Work required => Check each line of the records below for the word "predicate" and copy those where it appears.

Data provided =>
// SPDX-License-Identifier: PMPL-1.0-or-later
//! Mutable markup tree shared by the fixers.
//!
//! Markup is parsed with `scraper` (html5ever) and copied into an
//! `ego_tree` arena of owned [`Node`] values. Unlike the read-only tree
//! `scraper` hands out, this one can have attributes rewritten and nodes
//! inserted in place, and it serializes back to HTML text.
//!
//! The model never normalizes whitespace or case on its own. Names are
//! kept exactly as the HTML parser produced them: lower-case for HTML,
//! camel-case where SVG needs it (`foreignObject`, `viewBox`), and
//! prefixed for foreign attributes (`xlink:href`).

mod parse;
mod serialize;

use ego_tree::Tree;
use indexmap::IndexMap;

pub use ego_tree::NodeId;

/// A node in the markup tree
#[derive(Debug, Clone, PartialEq, Eq)]
pub enum Node {
    /// The document root
    Document,
    /// `<!DOCTYPE name>`
    Doctype(String),
    /// An element with attributes and children
    Element(Element),
    /// Character data
    Text(String),
    /// `<!-- comment -->`
    Comment(String),
}

impl Node {
    pub fn as_element(&self) -> Option<&Element> {
        match self {
            Node::Element(element) => Some(element),
            _ => None,
        }
    }

    pub fn as_text(&self) -> Option<&str> {
        match self {
            Node::Text(text) => Some(text),
            _ => None,
        }
    }
}

/// Namespace an element lives in. Everything outside inline SVG and
/// MathML is HTML.
#[derive(Debug, Clone, Copy, Default, PartialEq, Eq)]
pub enum Namespace {
    #[default]
    Html,
    Svg,
    MathMl,
}

impl Namespace {
    pub fn url(self) -> &'static str {
        match self {
            Namespace::Html => "http://www.w3.org/1999/xhtml",
            Namespace::Svg => "http://www.w3.org/2000/svg",
            Namespace::MathMl => "http://www.w3.org/1998/Math/MathML",
        }
    }

    /// Unknown namespaces fall back to HTML
    pub fn from_url(url: &str) -> Self {
        [Namespace::Svg, Namespace::MathMl]
            .into_iter()
            .find(|ns| ns.url() == url)
            .unwrap_or(Namespace::Html)
    }
}

/// An element: namespace, tag name plus ordered, unique attributes.
///
/// Boolean attributes such as `required` are present with an empty value.
/// Attribute keys carry their prefix, e.g. `xlink:href`.
#[derive(Debug, Clone, PartialEq, Eq)]
pub struct Element {
    namespace: Namespace,
    name: String,
    attrs: IndexMap<String, String>,
}

impl Element {
    /// An HTML element
    pub fn new(name: &str) -> Self {
        Self::in_namespace(Namespace::Html, name)
    }

    pub fn in_namespace(namespace: Namespace, name: &str) -> Self {
        Self {
            namespace,
            name: name.to_string(),
            attrs: IndexMap::new(),
        }
    }

    /// Builder form of [`Element::set_attr`]
    pub fn with_attr(mut self, name: &str, value: &str) -> Self {
        self.set_attr(name, value);
        self
    }

    pub fn name(&self) -> &str {
        &self.name
    }

    pub fn namespace(&self) -> Namespace {
        self.namespace
    }

    /// Case-insensitive tag comparison
    pub fn is(&self, tag: &str) -> bool {
        self.name.eq_ignore_ascii_case(tag)
    }

    pub fn attr(&self, name: &str) -> Option<&str> {
        self.attrs.get(name).map(String::as_str)
    }

    pub fn has_attr(&self, name: &str) -> bool {
        self.attrs.contains_key(name)
    }

    /// Overwrite or add an attribute. An existing attribute keeps its position.
    pub fn set_attr(&mut self, name: &str, value: &str) {
        self.attrs.insert(name.to_string(), value.to_string());
    }

    pub fn attrs(&self) -> impl Iterator<Item = (&str, &str)> {
        self.attrs.iter().map(|(k, v)| (k.as_str(), v.as_str()))
    }
}

/// A parsed markup document owning its node tree
#[derive(Debug, Clone)]
pub struct Document {
    tree: Tree<Node>,
}

impl Default for Document {
    fn default() -> Self {
        Self::new()
    }
}

impl Document {
    /// An empty document containing only the root node
    pub fn new() -> Self {
        Self {
            tree: Tree::new(Node::Document),
        }
    }

    pub fn root(&self) -> NodeId {
        self.tree.root().id()
    }

    pub fn node(&self, id: NodeId) -> Option<&Node> {
        self.tree.get(id).map(|node| node.value())
    }

    pub fn element(&self, id: NodeId) -> Option<&Element> {
        self.node(id).and_then(Node::as_element)
    }

    /// All elements matching `predicate`, in document order
    pub fn find_all<P>(&self, mut predicate: P) -> Vec<NodeId>
    where
        P: FnMut(&Element) -> bool,
    {
        self.tree
            .root()
            .descendants()
            .filter(|node| match node.value() {
                Node::Element(element) => predicate(element),
                _ => false,
            })
            .map(|node| node.id())
            .collect()
    }

    /// All elements with the given tag name (case-insensitive)
    pub fn find_by_tag(&self, tag: &str) -> Vec<NodeId> {
        self.find_all(|element| element.is(tag))
    }

    /// All elements carrying the attribute, whatever its value
    pub fn find_with_attr(&self, name: &str) -> Vec<NodeId> {
        self.find_all(|element| element.has_attr(name))
    }

    /// First element whose `id` attribute equals `value`
    pub fn element_by_id(&self, value: &str) -> Option<NodeId> {
        self.find_all(|element| element.attr("id") == Some(value))
            .into_iter()
            .next()
    }

    pub fn attr(&self, id: NodeId, name: &str) -> Option<&str> {
        self.element(id).and_then(|element| element.attr(name))
    }

    /// Set an attribute on an element node. Returns `false` if `id` is not an element.
    pub fn set_attr(&mut self, id: NodeId, name: &str, value: &str) -> bool {
        match self.tree.get_mut(id) {
            Some(mut node) => match node.value() {
                Node::Element(element) => {
                    element.set_attr(name, value);
                    true
                }
                _ => false,
            },
            None => false,
        }
    }

    /// Insert `node` as the previous sibling of `id`.
    ///
    /// Returns `None` when `id` has no parent (the root cannot have siblings).
    pub fn insert_before(&mut self, id: NodeId, node: Node) -> Option<NodeId> {
        self.parent(id)?;
        let mut target = self.tree.get_mut(id)?;
        Some(target.insert_before(node).id())
    }

    /// Insert `node` as the next sibling of `id`.
    pub fn insert_after(&mut self, id: NodeId, node: Node) -> Option<NodeId> {
        self.parent(id)?;
        let mut target = self.tree.get_mut(id)?;
        Some(target.insert_after(node).id())
    }

    /// Append `node` as the last child of `parent`
    pub fn append_child(&mut self, parent: NodeId, node: Node) -> Option<NodeId> {
        let mut target = self.tree.get_mut(parent)?;
        Some(target.append(node).id())
    }

    pub fn parent(&self, id: NodeId) -> Option<NodeId> {
        self.tree.get(id)?.parent().map(|parent| parent.id())
    }

    /// Parent, grandparent, ... up to the root
    pub fn ancestors(&self, id: NodeId) -> impl Iterator<Item = NodeId> + '_ {
        self.tree
            .get(id)
            .into_iter()
            .flat_map(|node| node.ancestors())
            .map(|node| node.id())
    }

    /// The node itself followed by everything below it, in document order
    pub fn descendants(&self, id: NodeId) -> impl Iterator<Item = NodeId> + '_ {
        self.tree
            .get(id)
            .into_iter()
            .flat_map(|node| node.descendants())
            .map(|node| node.id())
    }

    /// Nearest preceding element sibling, looking past comments and
    /// whitespace-only text. Any other text in between breaks adjacency.
    pub fn previous_element_sibling(&self, id: NodeId) -> Option<NodeId> {
        for sibling in self.tree.get(id)?.prev_siblings() {
            match sibling.value() {
                Node::Element(_) => return Some(sibling.id()),
                Node::Comment(_) => continue,
                Node::Text(text) if text.trim().is_empty() => continue,
                _ => return None,
            }
        }
        None
    }

    /// Concatenated text of every descendant text node, untrimmed
    pub fn text_content(&self, id: NodeId) -> String {
        self.descendants(id)
            .filter_map(|node| self.node(node).and_then(Node::as_text))
            .collect()
    }
}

Problem solution =>
    /// All elements matching `predicate`, in document order
    pub fn find_all<P>(&self, mut predicate: P) -> Vec<NodeId>
                Node::Element(element) => predicate(element),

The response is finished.